Pas une moue dubitative et méprisante, non.
Une moue d’incompréhension remplie de bonne foi. Ils avaient vraiment envie de nous croire, mais ils n’y arrivaient pas. Car la moto, aussi électrique soit-elle, revêtait un imaginaire incompatible à leurs yeux avec une transition mobilitaire réussie.
À force de discussions, nous avons fini par les convaincre.
Mais hélas, nous ne les avons pas persuadés. Leur logos était conquis, mais pas leur pathos. Leur cerveau, mais pas leur cœur.
C’est alors que nous avons compris que notre compréhension du futur de la mobilité manquait cruellement d’un élément : celui du cœur. Nous avions rassemblé assez de données pour convaincre le cerveau de n’importe quel sceptique, mais nous manquions d’éléments pour persuader son cœur.
Nous avons donc compris que nous allions encore devoir travailler sur notre vision.
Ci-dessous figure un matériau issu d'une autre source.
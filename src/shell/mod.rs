//! Shell command execution for step runners.

pub mod command;

pub use command::{execute, CommandOptions, CommandResult};
//! Run command implementation.
//!
//! The `stepgraph run` command plans the requested targets and hands each
//! step to an executor: the configured `run_command`, or a dry run.

use std::collections::BTreeSet;
use std::path::{Path, PathBuf};

use crate::cli::args::RunArgs;
use crate::error::Result;
use crate::runner::{
    plan, DryRunExecutor, PlanRunner, RunProgress, ShellExecutor, StepExecutor,
};
use crate::state::{satisfied_steps, CompletionStore};
use crate::ui::{format_duration, UserInterface};

use super::context::{load_or_report, EXIT_DAG_NOT_FOUND};
use super::dispatcher::{Command, CommandResult};

/// The run command implementation.
pub struct RunCommand {
    project_root: PathBuf,
    dag: Option<PathBuf>,
    args: RunArgs,
}

impl RunCommand {
    /// Create a new run command.
    pub fn new(project_root: &Path, dag: Option<&Path>, args: RunArgs) -> Self {
        Self {
            project_root: project_root.to_path_buf(),
            dag: dag.map(Path::to_path_buf),
            args,
        }
    }
}

impl Command for RunCommand {
    fn execute(&self, ui: &mut dyn UserInterface) -> Result<CommandResult> {
        let Some(context) = load_or_report(&self.project_root, self.dag.as_deref(), ui)? else {
            return Ok(CommandResult::failure(EXIT_DAG_NOT_FOUND));
        };

        let graph = context.graph(self.args.selection.lenient)?;
        let state_path = context.state_path();
        let mut store = CompletionStore::load(&state_path)?;

        // External steps are never produced here, forced or not.
        let satisfied: BTreeSet<String> = if self.args.force {
            graph
                .steps()
                .filter(|step| step.is_external())
                .map(|step| step.id().to_string())
                .collect()
        } else {
            satisfied_steps(&graph, &store.view(&graph))
        };

        let request = context.plan_request(&graph, &self.args.selection, satisfied);
        let plan = plan(&graph, &request)?;

        for target in &plan.unknown_targets {
            ui.warning(&format!("Unknown target: {}", target));
        }

        if plan.is_empty() {
            ui.success("Nothing to do: every target is up to date");
            return Ok(CommandResult::success());
        }

        let mut executor: Box<dyn StepExecutor> = if self.args.dry_run {
            Box::new(DryRunExecutor::new())
        } else {
            match &context.config.run_command {
                Some(template) => Box::new(ShellExecutor::new(template.clone(), &context.root)),
                None => {
                    ui.error("No run_command configured in .stepgraph/config.yml");
                    return Ok(CommandResult::failure(1));
                }
            }
        };

        let label = if self.args.dry_run { "Dry run" } else { "Running" };
        ui.show_header(&format!("{} {} step(s)", label, plan.len()));

        let mut runner = PlanRunner::new(&graph);
        if !self.args.dry_run {
            runner = runner.with_store(&mut store);
        }

        let outcome = runner.run(&plan, executor.as_mut(), |event| {
            if let RunProgress::StepStarting { name, index, total } = event {
                ui.show_progress(index, total, name);
            }
        });

        if !self.args.dry_run {
            store.save(&state_path)?;
        }

        match outcome {
            Ok(summary) => {
                ui.success(&format!(
                    "{} step(s) completed in {}",
                    summary.completed.len(),
                    format_duration(summary.duration)
                ));
                Ok(CommandResult::success())
            }
            Err(e) => {
                ui.error(&e.to_string());
                Ok(CommandResult::failure(1))
            }
        }
    }
}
Et 9 mois après notre visite Nantaise, je pense que nous tenons enfin quelque chose qui a le potentiel de conquérir les cœurs.
Les motos électriques et les véhicules électriques intermédiaires : même combat
Les arguments en faveur des motos électriques, vous les connaissez.
Je les ai rabâchés bien assez souvent, et si vous avez rejoint le Club des Pionniers, c’est que vous êtes selon toute vraisemblance d’accord avec ces arguments. J’avais d’ailleurs rassemblé les 3 principaux arguments dans un rapport hebdomadaire :
Et en résumé, ces arguments étaient les suivants :
Les motos électriques permettent de réduire l’impact climatique des motos déjà en circulation en les remplaçant (4 millions de motos en France, ce n’est pas rien) ;
Les motos électriques permettent de réduire la taille des batteries nécessaires pour les déplacements quotidiens (nous pouvons produire 3 motos électriques à partir d’une Zoé en fin de de vie, et économiser 89% de gaz à effet de serres) ;
Et les motos électriques permettent d’offrir une solution mobilitaire mécaniquement moins chère (à effort industriel égal) que les voitures électriques.
Ces arguments sont imparables.
Si imparables, nous l’avons constaté, qu’ils finissent par n’aboutir à rien. Car notre périple breton (j’ose le mot) nous a bien montré qu’il ne suffisait pas de convaincre — encore fallait-il persuader.
Et pour persuader, il faut accepter l’irrationnel des gens à qui on s’adresse. Un irrationnel que de toute manière, malgré toute la meilleure volonté du monde, nous ne saurons pas infléchir.
Nous avons donc disséqué leur irrationnel, pour comprendre leur indifférence.
La solution s’est alors révélée, de manière très évidente : s’ils se laissent convaincre par nos arguments, c’est qu’ils sont d’accord avec eux. Ils appellent évidemment à l’émergence de véhicules plus petits, plus légers et moins chers que les voitures électriques actuelles.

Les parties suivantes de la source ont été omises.